### About this task
Your reply should hold only the lines from the records below where "around" occurs.

### Data extract
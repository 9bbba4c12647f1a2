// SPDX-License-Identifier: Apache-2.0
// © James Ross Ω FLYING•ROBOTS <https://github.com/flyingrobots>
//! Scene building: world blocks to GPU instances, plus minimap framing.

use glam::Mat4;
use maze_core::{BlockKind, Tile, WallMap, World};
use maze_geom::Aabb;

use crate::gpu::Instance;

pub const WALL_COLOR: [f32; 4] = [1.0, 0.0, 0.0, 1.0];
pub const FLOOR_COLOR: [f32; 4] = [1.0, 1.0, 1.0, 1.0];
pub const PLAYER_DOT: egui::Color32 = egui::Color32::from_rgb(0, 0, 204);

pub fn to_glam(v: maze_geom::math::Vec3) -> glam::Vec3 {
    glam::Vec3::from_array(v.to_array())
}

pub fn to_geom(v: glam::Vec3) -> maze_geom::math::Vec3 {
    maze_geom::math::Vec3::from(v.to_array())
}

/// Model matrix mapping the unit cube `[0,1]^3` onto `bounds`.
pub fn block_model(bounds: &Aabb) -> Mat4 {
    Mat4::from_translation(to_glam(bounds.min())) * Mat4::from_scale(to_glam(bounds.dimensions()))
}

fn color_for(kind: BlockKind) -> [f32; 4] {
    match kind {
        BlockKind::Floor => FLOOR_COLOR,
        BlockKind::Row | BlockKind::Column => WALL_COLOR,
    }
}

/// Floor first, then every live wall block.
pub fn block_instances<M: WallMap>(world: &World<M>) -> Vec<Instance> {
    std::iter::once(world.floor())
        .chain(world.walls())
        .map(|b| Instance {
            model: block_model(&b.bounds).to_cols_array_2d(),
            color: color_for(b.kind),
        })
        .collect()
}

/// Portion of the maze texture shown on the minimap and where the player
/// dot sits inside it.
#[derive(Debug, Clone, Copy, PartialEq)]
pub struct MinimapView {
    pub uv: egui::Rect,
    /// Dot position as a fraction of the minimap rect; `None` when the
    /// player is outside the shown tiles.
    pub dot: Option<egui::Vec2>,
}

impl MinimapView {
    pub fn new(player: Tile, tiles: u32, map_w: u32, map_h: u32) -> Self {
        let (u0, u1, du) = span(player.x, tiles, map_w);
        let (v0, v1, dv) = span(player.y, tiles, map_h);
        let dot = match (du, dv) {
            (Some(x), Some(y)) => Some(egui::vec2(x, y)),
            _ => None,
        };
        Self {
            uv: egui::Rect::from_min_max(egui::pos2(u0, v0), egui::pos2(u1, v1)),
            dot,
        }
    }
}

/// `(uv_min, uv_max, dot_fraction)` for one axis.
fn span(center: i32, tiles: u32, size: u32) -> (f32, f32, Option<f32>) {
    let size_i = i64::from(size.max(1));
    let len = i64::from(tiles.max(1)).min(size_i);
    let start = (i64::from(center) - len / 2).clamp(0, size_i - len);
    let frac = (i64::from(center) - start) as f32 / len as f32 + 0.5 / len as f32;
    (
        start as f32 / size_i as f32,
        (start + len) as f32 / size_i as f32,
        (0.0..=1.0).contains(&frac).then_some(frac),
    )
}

* * *

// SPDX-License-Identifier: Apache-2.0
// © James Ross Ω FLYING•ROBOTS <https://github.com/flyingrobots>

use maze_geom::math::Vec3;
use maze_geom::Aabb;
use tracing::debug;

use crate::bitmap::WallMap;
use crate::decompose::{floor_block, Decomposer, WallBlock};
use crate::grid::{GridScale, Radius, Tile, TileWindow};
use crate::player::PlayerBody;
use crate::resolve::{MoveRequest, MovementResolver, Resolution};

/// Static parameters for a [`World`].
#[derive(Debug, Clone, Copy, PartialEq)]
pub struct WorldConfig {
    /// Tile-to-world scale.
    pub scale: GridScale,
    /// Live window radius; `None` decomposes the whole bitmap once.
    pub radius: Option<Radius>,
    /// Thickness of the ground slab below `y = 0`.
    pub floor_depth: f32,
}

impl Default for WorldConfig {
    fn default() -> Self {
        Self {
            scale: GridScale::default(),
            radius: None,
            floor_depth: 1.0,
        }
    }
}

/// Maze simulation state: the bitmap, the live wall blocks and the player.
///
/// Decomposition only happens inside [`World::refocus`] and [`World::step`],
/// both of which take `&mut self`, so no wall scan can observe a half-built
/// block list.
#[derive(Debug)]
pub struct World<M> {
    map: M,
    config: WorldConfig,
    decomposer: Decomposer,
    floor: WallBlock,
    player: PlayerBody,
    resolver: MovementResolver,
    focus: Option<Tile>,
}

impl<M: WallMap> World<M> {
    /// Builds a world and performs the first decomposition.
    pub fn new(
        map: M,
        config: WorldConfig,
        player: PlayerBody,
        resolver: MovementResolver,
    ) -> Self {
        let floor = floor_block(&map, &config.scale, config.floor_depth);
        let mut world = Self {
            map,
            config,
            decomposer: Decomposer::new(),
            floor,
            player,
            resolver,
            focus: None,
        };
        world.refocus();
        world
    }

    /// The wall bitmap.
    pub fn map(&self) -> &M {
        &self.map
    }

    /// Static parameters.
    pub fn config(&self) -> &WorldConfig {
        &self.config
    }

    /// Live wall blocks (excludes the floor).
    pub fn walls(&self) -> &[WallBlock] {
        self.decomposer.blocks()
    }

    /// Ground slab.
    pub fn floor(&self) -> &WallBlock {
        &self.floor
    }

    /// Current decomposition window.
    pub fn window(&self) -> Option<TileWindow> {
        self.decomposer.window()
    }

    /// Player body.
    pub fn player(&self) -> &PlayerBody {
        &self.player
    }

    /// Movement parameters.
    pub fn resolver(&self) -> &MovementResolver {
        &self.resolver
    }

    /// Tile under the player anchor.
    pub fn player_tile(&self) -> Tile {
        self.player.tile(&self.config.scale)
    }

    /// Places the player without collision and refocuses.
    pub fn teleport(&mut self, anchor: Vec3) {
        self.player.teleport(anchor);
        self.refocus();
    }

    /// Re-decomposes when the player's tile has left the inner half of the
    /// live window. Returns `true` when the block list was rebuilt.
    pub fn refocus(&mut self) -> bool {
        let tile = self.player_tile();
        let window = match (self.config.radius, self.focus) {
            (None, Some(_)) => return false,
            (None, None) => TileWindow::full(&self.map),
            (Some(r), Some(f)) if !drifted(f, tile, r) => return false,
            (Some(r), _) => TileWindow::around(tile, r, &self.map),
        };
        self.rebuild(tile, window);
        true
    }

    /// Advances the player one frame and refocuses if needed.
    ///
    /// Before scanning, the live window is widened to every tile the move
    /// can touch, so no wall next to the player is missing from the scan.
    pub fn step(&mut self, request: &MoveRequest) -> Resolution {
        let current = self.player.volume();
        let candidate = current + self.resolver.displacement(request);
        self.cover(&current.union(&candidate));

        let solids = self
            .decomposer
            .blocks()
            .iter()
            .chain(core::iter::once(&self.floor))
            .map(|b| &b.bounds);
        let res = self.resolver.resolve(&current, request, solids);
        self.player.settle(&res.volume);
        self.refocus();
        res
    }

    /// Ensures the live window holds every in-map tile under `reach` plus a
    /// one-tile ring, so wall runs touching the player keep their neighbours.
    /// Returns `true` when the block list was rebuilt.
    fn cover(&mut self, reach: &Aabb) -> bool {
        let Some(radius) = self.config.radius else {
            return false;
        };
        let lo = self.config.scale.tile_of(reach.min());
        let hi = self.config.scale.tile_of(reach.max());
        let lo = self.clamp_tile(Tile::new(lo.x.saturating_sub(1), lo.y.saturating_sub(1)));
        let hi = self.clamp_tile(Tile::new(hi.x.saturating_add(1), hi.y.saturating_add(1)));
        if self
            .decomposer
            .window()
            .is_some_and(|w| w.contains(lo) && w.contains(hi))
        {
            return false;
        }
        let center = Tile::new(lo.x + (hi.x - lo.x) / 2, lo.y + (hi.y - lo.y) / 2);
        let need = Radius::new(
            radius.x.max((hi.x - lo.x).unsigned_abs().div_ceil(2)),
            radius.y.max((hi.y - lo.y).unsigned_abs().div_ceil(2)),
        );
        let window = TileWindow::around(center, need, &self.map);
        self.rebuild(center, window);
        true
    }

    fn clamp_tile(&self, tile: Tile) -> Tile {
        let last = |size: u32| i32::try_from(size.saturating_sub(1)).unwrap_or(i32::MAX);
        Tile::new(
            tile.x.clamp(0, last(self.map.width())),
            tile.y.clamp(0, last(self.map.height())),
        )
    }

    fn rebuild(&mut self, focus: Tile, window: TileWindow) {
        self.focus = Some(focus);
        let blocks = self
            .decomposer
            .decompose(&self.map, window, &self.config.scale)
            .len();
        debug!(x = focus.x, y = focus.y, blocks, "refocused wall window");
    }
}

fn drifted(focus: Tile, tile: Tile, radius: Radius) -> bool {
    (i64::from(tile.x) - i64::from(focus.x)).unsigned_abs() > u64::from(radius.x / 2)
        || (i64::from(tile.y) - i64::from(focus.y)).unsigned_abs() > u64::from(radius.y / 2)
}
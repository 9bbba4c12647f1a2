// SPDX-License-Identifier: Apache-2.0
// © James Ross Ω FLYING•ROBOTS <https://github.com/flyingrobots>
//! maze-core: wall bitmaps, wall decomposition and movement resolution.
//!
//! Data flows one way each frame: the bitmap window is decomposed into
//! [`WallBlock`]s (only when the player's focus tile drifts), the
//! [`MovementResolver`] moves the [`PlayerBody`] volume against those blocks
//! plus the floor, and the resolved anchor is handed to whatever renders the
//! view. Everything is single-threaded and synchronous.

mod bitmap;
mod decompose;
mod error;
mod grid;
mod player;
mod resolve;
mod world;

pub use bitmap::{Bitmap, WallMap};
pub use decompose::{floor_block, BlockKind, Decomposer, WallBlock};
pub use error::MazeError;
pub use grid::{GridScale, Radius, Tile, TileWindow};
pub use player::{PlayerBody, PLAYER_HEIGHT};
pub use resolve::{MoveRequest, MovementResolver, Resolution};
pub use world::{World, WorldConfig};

### Answer to the problem
            (Some(r), _) => TileWindow::around(tile, r, &self.map),
        let window = TileWindow::around(center, need, &self.map);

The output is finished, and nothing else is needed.